1.一种黑枸杞不定芽途径高效诱导多倍体的方法，其特征在于，包括如下步骤：

S1、剪取黑果枸杞无菌苗从上至下第4-5片幼嫩叶片，剪去叶片两端获得伤口后接种于叶片分化培养基中预培养，至叶片膨大生长出少量绿色愈伤组织；其中，叶片分化培养基的成分为：MS基本培养基+0.1mg/L 6-BA+0.1mg/L NAA+0.5mg/L KT；

S2、将获得的带愈伤组织的叶片转移至含1％(v/v)的DMSO和秋水仙碱的液体叶片分化培养基中进行多倍体浸泡诱导，秋水仙碱浓度为50mg/L，避光黑暗条件处理1-2天；然后使用无菌水清洗叶片后转入上述叶片分化培养基，继续22-26℃光照培养至长出不定芽；

S3、将加倍过后的不定芽转入生根培养基中，22-26℃生长至不定芽高度达到3cm时进行多倍体检测，以获得多倍体再生植株；其中，生根培养基的成分为：1/2MS基本培养基+0.1mg/L IBA；其中，

步骤S1中，预培养时间为8-11天；

步骤S3中，不定芽的生根培养的时间为10天。

2.根据权利要求1所述的黑枸杞不定芽途径高效诱导多倍体的方法，其特征在于，所述步骤S3中，多倍体检测用流式细胞仪和根尖染色体计数法实现。

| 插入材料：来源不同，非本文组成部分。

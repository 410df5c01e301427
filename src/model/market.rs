use std::cmp::Reverse;
use std::fmt;

use ordered_float::OrderedFloat;
use serde::{Deserialize, Serialize};

use super::decimal;

#[derive(Debug, Clone, Copy, PartialEq, Eq, Hash, Serialize, Deserialize)]
#[serde(rename_all = "lowercase")]
pub enum Side {
    Buy,
    Sell,
}

impl fmt::Display for Side {
    fn fmt(&self, f: &mut fmt::Formatter<'_>) -> fmt::Result {
        match self {
            Side::Buy => write!(f, "buy"),
            Side::Sell => write!(f, "sell"),
        }
    }
}

/// One `(price, quantity)` book level. On the wire: `["30000", "1.5"]`.
#[derive(Debug, Clone, Copy, PartialEq, Serialize, Deserialize)]
#[serde(from = "WireLevel", into = "WireLevel")]
pub struct PriceLevel {
    pub price: f64,
    pub quantity: f64,
}

impl PriceLevel {
    pub fn new(price: f64, quantity: f64) -> Self {
        Self { price, quantity }
    }
}

#[derive(Serialize, Deserialize)]
struct WireLevel(#[serde(with = "decimal")] f64, #[serde(with = "decimal")] f64);

impl From<WireLevel> for PriceLevel {
    fn from(w: WireLevel) -> Self {
        PriceLevel::new(w.0, w.1)
    }
}

impl From<PriceLevel> for WireLevel {
    fn from(l: PriceLevel) -> Self {
        WireLevel(l.price, l.quantity)
    }
}

/// Complete book image for one symbol. Replaces, never merges with, the
/// previous snapshot for the same symbol.
#[derive(Debug, Clone, PartialEq, Serialize, Deserialize)]
pub struct MarketSnapshot {
    pub symbol: String,
    #[serde(default, skip_serializing_if = "Option::is_none")]
    pub timestamp: Option<String>,
    #[serde(default)]
    pub bids: Vec<PriceLevel>, // highest price first
    #[serde(default)]
    pub asks: Vec<PriceLevel>, // lowest price first
}

impl MarketSnapshot {
    pub fn new(symbol: impl Into<String>, bids: Vec<PriceLevel>, asks: Vec<PriceLevel>) -> Self {
        Self { symbol: symbol.into(), timestamp: None, bids, asks }.normalised()
    }

    /// Enforce book ordering once, before the snapshot is stored. Stable, so
    /// duplicate price levels keep the order the venue sent them in.
    pub fn normalised(mut self) -> Self {
        self.bids.sort_by_key(|l| Reverse(OrderedFloat(l.price)));
        self.asks.sort_by_key(|l| OrderedFloat(l.price));
        self
    }

    pub fn best_bid(&self) -> Option<PriceLevel> {
        self.bids.first().copied()
    }

    pub fn best_ask(&self) -> Option<PriceLevel> {
        self.asks.first().copied()
    }

    /// best ask - best bid
    pub fn spread(&self) -> Option<f64> {
        match (self.best_bid(), self.best_ask()) {
            (Some(bid), Some(ask)) => Some(ask.price - bid.price),
            _ => None,
        }
    }

    /// Spread as a percentage of the best ask.
    pub fn spread_pct(&self) -> Option<f64> {
        let ask = self.best_ask()?;
        if ask.price == 0.0 {
            return None;
        }
        self.spread().map(|s| s / ask.price * 100.0)
    }
}

/// A single fill reported by the trade channel. Immutable once received.
#[derive(Debug, Clone, PartialEq, Serialize, Deserialize)]
pub struct TradeExecution {
    pub trade_id: String,
    pub symbol: String,
    #[serde(with = "decimal")]
    pub price: f64,
    #[serde(with = "decimal")]
    pub quantity: f64,
    pub aggressor_side: Side,
    pub maker_order_id: String,
    pub taker_order_id: String,
    pub timestamp: String,
}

3.根据权利要求2所述的黑枸杞不定芽途径高效诱导多倍体的方法，其特征在于，流式细胞仪检测用染液为10μg/mL的DAPI染液，流式细胞仪所用的裂解液配方为：

裂解液成分	配置1L含量
2·6H2O]]>	9.14g
MOPS	4.19g
3C6H5O7]]>	7.74g
Triton X-100	5ml
PVP-40	10g

。

4.根据权利要求2所述的黑枸杞不定芽途径高效诱导多倍体的方法，其特征在于，所述根尖染色体计数方法的具体步骤为：

1)预处理：植株根长至1-1.5cm时剪取0.5cm根尖置于对二氯苯水溶液4℃处理4h；

2)固定：将根尖用卡诺固定液固定24h后用蒸馏水洗3次；

3)解离：在60℃条件下用1M HCl处理根尖12-15min，清水洗4次；

4)压片：取出根尖，切去根冠和伸长区，用解剖针轻戳根尖，滴一滴改良苯酚品红，染色10-15min后盖上盖玻片，施加少量压力使细胞舒展，100x物镜观察获得的变异株组培苗根尖细胞的中期染色体数目。